→ **Activity**: Copy every line of the records below that holds the word "invalid".
===== Working data =====
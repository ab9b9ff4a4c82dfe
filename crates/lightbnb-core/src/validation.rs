//! # Validation Module
//!
//! Input checks run by the repositories before a statement is sent.
//!
//! ## Validation Layers
//! ```text
//! ┌─────────────────────────────────────────────────────────────────────────┐
//! │  Layer 1: Web application                                              │
//! │  └── Form handling, auth, session (out of scope)                       │
//! │           │                                                             │
//! │           ▼                                                             │
//! │  Layer 2: THIS MODULE                                                  │
//! │  └── Required fields, lengths, ranges, date order                      │
//! │           │                                                             │
//! │           ▼                                                             │
//! │  Layer 3: Database (SQLite)                                            │
//! │  ├── NOT NULL / CHECK constraints                                      │
//! │  ├── UNIQUE (users.email)                                              │
//! │  └── Foreign keys                                                      │
//! └─────────────────────────────────────────────────────────────────────────┘
//! ```
//!
//! ## Usage
//! ```rust
//! use lightbnb_core::validation::validate_email;
//!
//! assert!(validate_email("sebastianguerra@ymail.com").is_ok());
//! assert!(validate_email("not-an-email").is_err());
//! ```

use crate::error::ValidationError;
use crate::search::{non_zero, PropertyFilter};
use crate::types::{NewProperty, NewPropertyReview, NewReservation, NewUser};
use crate::MAX_RATING;

/// Result type for validation operations.
pub type ValidationResult<T> = Result<T, ValidationError>;

const MAX_NAME_LEN: usize = 100;
const MAX_EMAIL_LEN: usize = 255;
const MAX_TITLE_LEN: usize = 255;

// =============================================================================
// Field Validators
// =============================================================================

fn require(field: &str, value: &str) -> ValidationResult<()> {
    if value.trim().is_empty() {
        return Err(ValidationError::Required {
            field: field.to_string(),
        });
    }
    Ok(())
}

fn max_len(field: &str, value: &str, max: usize) -> ValidationResult<()> {
    if value.chars().count() > max {
        return Err(ValidationError::TooLong {
            field: field.to_string(),
            max,
        });
    }
    Ok(())
}

fn non_negative(field: &str, value: i64) -> ValidationResult<()> {
    if value < 0 {
        return Err(ValidationError::MustNotBeNegative {
            field: field.to_string(),
        });
    }
    Ok(())
}

/// Validates a database id supplied by the caller.
pub fn validate_id(field: &str, id: i64) -> ValidationResult<()> {
    if id <= 0 {
        return Err(ValidationError::MustBePositive {
            field: field.to_string(),
        });
    }
    Ok(())
}

/// Validates an email address.
///
/// ## Rules
/// - Must not be empty, at most 255 characters
/// - Exactly one `@` with text on both sides
/// - No whitespace
pub fn validate_email(email: &str) -> ValidationResult<()> {
    require("email", email)?;
    max_len("email", email, MAX_EMAIL_LEN)?;

    let invalid = |reason: &str| ValidationError::InvalidFormat {
        field: "email".to_string(),
        reason: reason.to_string(),
    };

    if email.chars().any(char::is_whitespace) {
        return Err(invalid("must not contain whitespace"));
    }

    match email.split_once('@') {
        Some((local, domain)) if !local.is_empty() && !domain.is_empty() => {
            if domain.contains('@') {
                return Err(invalid("must contain a single '@'"));
            }
            Ok(())
        }
        _ => Err(invalid("must look like name@domain")),
    }
}

// =============================================================================
// Record Validators
// =============================================================================

/// Validates a user registration.
pub fn validate_new_user(user: &NewUser) -> ValidationResult<()> {
    require("name", &user.name)?;
    max_len("name", &user.name, MAX_NAME_LEN)?;
    validate_email(&user.email)?;
    require("password", &user.password)?;
    Ok(())
}

/// Validates a new property listing.
///
/// ## Rules
/// - `owner_id` positive
/// - title required, at most 255 characters
/// - photo URLs and address fields required
/// - price and room counts not negative
pub fn validate_new_property(property: &NewProperty) -> ValidationResult<()> {
    validate_id("owner_id", property.owner_id)?;

    require("title", &property.title)?;
    max_len("title", &property.title, MAX_TITLE_LEN)?;

    require("thumbnail_photo_url", &property.thumbnail_photo_url)?;
    require("cover_photo_url", &property.cover_photo_url)?;

    non_negative("cost_per_night", property.cost_per_night)?;
    non_negative("parking_spaces", property.parking_spaces)?;
    non_negative("number_of_bathrooms", property.number_of_bathrooms)?;
    non_negative("number_of_bedrooms", property.number_of_bedrooms)?;

    require("country", &property.country)?;
    require("street", &property.street)?;
    require("city", &property.city)?;
    require("province", &property.province)?;
    require("post_code", &property.post_code)?;

    Ok(())
}

/// Validates a booking: both ids positive and at least one night.
pub fn validate_new_reservation(reservation: &NewReservation) -> ValidationResult<()> {
    validate_id("property_id", reservation.property_id)?;
    validate_id("guest_id", reservation.guest_id)?;

    if reservation.start_date >= reservation.end_date {
        return Err(ValidationError::Inconsistent {
            field: "end_date".to_string(),
            reason: "must be after start_date".to_string(),
        });
    }

    Ok(())
}

/// Validates a review: ids positive, rating between 1 and 5.
pub fn validate_new_review(review: &NewPropertyReview) -> ValidationResult<()> {
    validate_id("guest_id", review.guest_id)?;
    validate_id("property_id", review.property_id)?;
    validate_id("reservation_id", review.reservation_id)?;

    if !(1..=MAX_RATING).contains(&review.rating) {
        return Err(ValidationError::OutOfRange {
            field: "rating".to_string(),
            min: 1,
            max: MAX_RATING,
        });
    }

    Ok(())
}

/// Validates search filter values that are present.
///
/// Absent (or zero) values are never an error; the price pair being half-filled is
/// also fine (the builder ignores it).
pub fn validate_filter(filter: &PropertyFilter) -> ValidationResult<()> {
    for (field, value) in [
        ("minimum_price_per_night", filter.minimum_price_per_night),
        ("maximum_price_per_night", filter.maximum_price_per_night),
    ] {
        if let Some(v) = value {
            if !v.is_finite() || v < 0.0 {
                return Err(ValidationError::MustNotBeNegative {
                    field: field.to_string(),
                });
            }
        }
    }

    if let Some(rating) = filter.minimum_rating {
        if !rating.is_finite() || !(0.0..=MAX_RATING as f64).contains(&rating) {
            return Err(ValidationError::OutOfRange {
                field: "minimum_rating".to_string(),
                min: 0,
                max: MAX_RATING,
            });
        }
    }

    if let Some(owner_id) = non_zero(filter.owner_id) {
        validate_id("owner_id", owner_id)?;
    }

    Ok(())
}

#[cfg(test)]
mod tests {
    use super::*;
    use chrono::NaiveDate;

    fn new_property() -> NewProperty {
        NewProperty {
            owner_id: 1,
            title: "Habit mix".to_string(),
            description: Some("description".to_string()),
            thumbnail_photo_url: "https://example.com/t.jpg".to_string(),
            cover_photo_url: "https://example.com/c.jpg".to_string(),
            cost_per_night: 20_000,
            parking_spaces: 1,
            number_of_bathrooms: 2,
            number_of_bedrooms: 3,
            country: "Canada".to_string(),
            street: "1650 Hejto Center".to_string(),
            city: "Genwezuj".to_string(),
            province: "Newfoundland And Labrador".to_string(),
            post_code: "44583".to_string(),
        }
    }

    #[test]
    fn test_validate_email() {
        assert!(validate_email("a@b.com").is_ok());
        assert!(validate_email("").is_err());
        assert!(validate_email("@b.com").is_err());
        assert!(validate_email("a@").is_err());
        assert!(validate_email("a@b@c").is_err());
        assert!(validate_email("a b@c.com").is_err());
    }

    #[test]
    fn test_validate_new_user() {
        let user = NewUser {
            name: "Eva Stanley".to_string(),
            email: "sebastianguerra@ymail.com".to_string(),
            password: "hash".to_string(),
        };
        assert!(validate_new_user(&user).is_ok());

        let nameless = NewUser {
            name: "   ".to_string(),
            ..user.clone()
        };
        assert!(matches!(
            validate_new_user(&nameless),
            Err(ValidationError::Required { field }) if field == "name"
        ));

        let no_password = NewUser {
            password: String::new(),
            ..user
        };
        assert!(validate_new_user(&no_password).is_err());
    }

    #[test]
    fn test_validate_new_property() {
        assert!(validate_new_property(&new_property()).is_ok());

        let mut negative = new_property();
        negative.cost_per_night = -1;
        assert!(matches!(
            validate_new_property(&negative),
            Err(ValidationError::MustNotBeNegative { field }) if field == "cost_per_night"
        ));

        let mut no_owner = new_property();
        no_owner.owner_id = 0;
        assert!(validate_new_property(&no_owner).is_err());

        let mut no_city = new_property();
        no_city.city = String::new();
        assert!(validate_new_property(&no_city).is_err());
    }

    #[test]
    fn test_validate_new_reservation_dates() {
        let start = NaiveDate::from_ymd_opt(2023, 3, 1).unwrap();
        let end = NaiveDate::from_ymd_opt(2023, 3, 4).unwrap();

        let ok = NewReservation {
            start_date: start,
            end_date: end,
            property_id: 1,
            guest_id: 2,
        };
        assert!(validate_new_reservation(&ok).is_ok());

        let same_day = NewReservation {
            end_date: start,
            ..ok.clone()
        };
        assert!(validate_new_reservation(&same_day).is_err());
    }

    #[test]
    fn test_validate_new_review_rating_range() {
        let mut review = NewPropertyReview {
            guest_id: 1,
            property_id: 1,
            reservation_id: 1,
            rating: 5,
            message: None,
        };
        assert!(validate_new_review(&review).is_ok());

        review.rating = 0;
        assert!(validate_new_review(&review).is_err());

        review.rating = 6;
        assert!(validate_new_review(&review).is_err());
    }

    #[test]
    fn test_validate_filter() {
        assert!(validate_filter(&PropertyFilter::default()).is_ok());

        let negative_price = PropertyFilter {
            minimum_price_per_night: Some(-1.0),
            ..Default::default()
        };
        assert!(validate_filter(&negative_price).is_err());

        let rating_too_high = PropertyFilter {
            minimum_rating: Some(5.5),
            ..Default::default()
        };
        assert!(validate_filter(&rating_too_high).is_err());

        let bad_owner = PropertyFilter {
            owner_id: Some(-3),
            ..Default::default()
        };
        assert!(validate_filter(&bad_owner).is_err());

        let zero_owner = PropertyFilter {
            owner_id: Some(0),
            ..Default::default()
        };
        assert!(validate_filter(&zero_owner).is_ok());
    }
}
=====
→ **Response to this exercise**:
    let invalid = |reason: &str| ValidationError::InvalidFormat {
        return Err(invalid("must not contain whitespace"));
                return Err(invalid("must contain a single '@'"));
        _ => Err(invalid("must look like name@domain")),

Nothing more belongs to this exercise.